In this Et Cetera, we look back at Louisville’s historic and colorful Haymarket, which closed nearly half-a-century ago.

The Haymarket occupied the block between Jefferson, Liberty, Floyd and Brook Streets, downtown - the former site of Louisville’s first railroad station.

It’s believed that the market functioned informally for some time until it was officially established as a privately-owned entity in 1891.

Contrary to the name, little hay was sold at the Haymarket. It was instead the place to pickup fresh produce and other food-related items at bargain prices. It was also a popular spot to buy Christmas trees throughout the years.

During the 1920s shelters were built to protect sellers and buyers from the elements, but nothing could protect the Haymarket from the effects of progress.

By the late 1940s the Haymarket became outdated. The rise of chain groceries cut profits, and many of the wholesalers opted to relocate.

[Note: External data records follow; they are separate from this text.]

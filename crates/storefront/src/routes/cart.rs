//! Cart route handlers.
//!
//! The cart lives in the visitor's session. Every handler opens a
//! [`CartStore`] over the session, applies one change and returns the new
//! snapshot.

use axum::Json;
use rust_decimal::Decimal;
use serde::{Deserialize, Serialize};
use threadline_core::{Cart, CartLineItem, ProductId, ProductInfo};
use tower_sessions::Session;
use tracing::instrument;

use crate::cart::{CartStore, DemoCatalog, SessionCartStorage};
use crate::error::add_breadcrumb;
use crate::toast::{ToastKind, ToastStore};

/// How long the "added to cart" toast stays up.
const ADDED_TOAST_MS: u64 = 3000;

/// Cart display data.
#[derive(Debug, Serialize)]
pub struct CartView {
    pub items: Vec<CartLineItem>,
    pub total_price: Decimal,
    pub total_item_count: u64,
}

impl From<&Cart> for CartView {
    fn from(cart: &Cart) -> Self {
        Self {
            items: cart.items().to_vec(),
            total_price: cart.total_price(),
            total_item_count: cart.total_item_count(),
        }
    }
}

/// Cart badge count.
#[derive(Debug, Serialize)]
pub struct CartCount {
    pub count: u64,
}

fn default_quantity() -> i64 {
    1
}

/// Body of `POST /api/cart/add`.
#[derive(Debug, Deserialize)]
pub struct AddByIdRequest {
    pub product_id: ProductId,
    #[serde(default = "default_quantity")]
    pub quantity: i64,
}

/// Body of `POST /api/cart/add-product`.
#[derive(Debug, Deserialize)]
pub struct AddProductRequest {
    pub product: ProductInfo,
    #[serde(default = "default_quantity")]
    pub quantity: i64,
}

/// Body of `POST /api/cart/update`.
#[derive(Debug, Deserialize)]
pub struct UpdateRequest {
    pub product_id: ProductId,
    pub quantity: i64,
}

/// Body of `POST /api/cart/remove`.
#[derive(Debug, Deserialize)]
pub struct RemoveRequest {
    pub product_id: ProductId,
}

// =============================================================================
// Session Helpers
// =============================================================================

/// Open the visitor's cart.
pub(crate) async fn open_cart(session: &Session) -> CartStore<SessionCartStorage> {
    CartStore::open(SessionCartStorage::new(session.clone())).await
}

async fn toast_added(session: &Session, name: &str) {
    let mut toasts = ToastStore::load(session).await;
    toasts.add(
        format!("{name} added to cart"),
        ToastKind::Success,
        Some(ADDED_TOAST_MS),
    );
    toasts.save(session).await;
}

// =============================================================================
// Handlers
// =============================================================================

/// Show the cart.
#[instrument(skip(session))]
pub async fn show(session: Session) -> Json<CartView> {
    let cart = open_cart(&session).await;
    Json(CartView::from(cart.snapshot().as_ref()))
}

/// Cart item count.
#[instrument(skip(session))]
pub async fn count(session: Session) -> Json<CartCount> {
    let cart = open_cart(&session).await;
    Json(CartCount {
        count: cart.total_item_count(),
    })
}

/// Add a demo catalog product by id.
///
/// An unknown id or a non-positive quantity leaves the cart unchanged and
/// raises no toast.
#[instrument(skip(session), fields(product_id = %body.product_id))]
pub async fn add(session: Session, Json(body): Json<AddByIdRequest>) -> Json<CartView> {
    let mut cart = open_cart(&session).await;
    let snapshot = cart.add_by_id(body.product_id, body.quantity).await;

    if let Some(product) = DemoCatalog::global().find(body.product_id)
        && body.quantity > 0
    {
        add_breadcrumb(
            "cart",
            "Added product",
            Some(&[("product_id", body.product_id.to_string().as_str())]),
        );
        toast_added(&session, &product.name).await;
    }

    Json(CartView::from(snapshot.as_ref()))
}

/// Add a product the client already resolved.
#[instrument(skip(session, body), fields(product_id = %body.product.id))]
pub async fn add_product(session: Session, Json(body): Json<AddProductRequest>) -> Json<CartView> {
    let mut cart = open_cart(&session).await;
    let snapshot = cart.add_product(&body.product, body.quantity).await;

    if body.quantity > 0 {
        add_breadcrumb(
            "cart",
            "Added product",
            Some(&[("product_id", body.product.id.to_string().as_str())]),
        );
        toast_added(&session, &body.product.name).await;
    }

    Json(CartView::from(snapshot.as_ref()))
}

/// Set a line's quantity. Zero or less removes the line.
#[instrument(skip(session), fields(product_id = %body.product_id))]
pub async fn update(session: Session, Json(body): Json<UpdateRequest>) -> Json<CartView> {
    let mut cart = open_cart(&session).await;
    let snapshot = cart.set_quantity(body.product_id, body.quantity).await;
    Json(CartView::from(snapshot.as_ref()))
}

/// Remove a line.
#[instrument(skip(session), fields(product_id = %body.product_id))]
pub async fn remove(session: Session, Json(body): Json<RemoveRequest>) -> Json<CartView> {
    let mut cart = open_cart(&session).await;
    let snapshot = cart.remove(body.product_id).await;
    add_breadcrumb(
        "cart",
        "Removed product",
        Some(&[("product_id", body.product_id.to_string().as_str())]),
    );
    Json(CartView::from(snapshot.as_ref()))
}

/// Empty the cart.
#[instrument(skip(session))]
pub async fn clear(session: Session) -> Json<CartView> {
    let mut cart = open_cart(&session).await;
    let snapshot = cart.clear().await;
    Json(CartView::from(snapshot.as_ref()))
}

The Haymarket ended in 1962, after 71 years in operation. The final blow came when an exit to Interstate 65 cut through the establishment.

However, some smaller vendors continued to operate for several decades in the area as Produce Plaza - which was informally dubbed the Haymarket.

In 2007 it was announced that the original Haymarket site would be redeveloped by Metro Government, in conjunction with the University of Louisville.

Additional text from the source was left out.